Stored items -
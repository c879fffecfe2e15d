use thiserror::Error;

/// Internal failure surface for this crate's operations.
///
/// `get`/`keys` never fail (spec §4.1); every other operation that can
/// fail (serialization, disk I/O) surfaces one of these. None of these
/// variants escape to the orchestrator as a raised exception on their
/// own — callers map them to `ErrorReason::Unknown` or an `Error` event.
#[derive(Debug, Error)]
pub enum MemoryError {
    #[error("failed to read memory snapshot at {path}: {source}")]
    Read { path: String, #[source] source: std::io::Error },
    #[error("failed to write memory snapshot at {path}: {source}")]
    Write { path: String, #[source] source: std::io::Error },
    #[error("failed to (de)serialize memory snapshot: {0}")]
    Serde(#[from] serde_json::Error),
}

Aim of the task - Reproduce the full set of entries above exactly, without dropping a line.

Result of the exercise -
repository c879fffecfe2e15d
use thiserror::Error;

/// Internal failure surface for this crate's operations.
///
/// `get`/`keys` never fail (spec §4.1); every other operation that can
/// fail (serialization, disk I/O) surfaces one of these. None of these
/// variants escape to the orchestrator as a raised exception on their
/// own — callers map them to `ErrorReason::Unknown` or an `Error` event.
#[derive(Debug, Error)]
pub enum MemoryError {
    #[error("failed to read memory snapshot at {path}: {source}")]
    Read { path: String, #[source] source: std::io::Error },
    #[error("failed to write memory snapshot at {path}: {source}")]
    Write { path: String, #[source] source: std::io::Error },
    #[error("failed to (de)serialize memory snapshot: {0}")]
    Serde(#[from] serde_json::Error),
}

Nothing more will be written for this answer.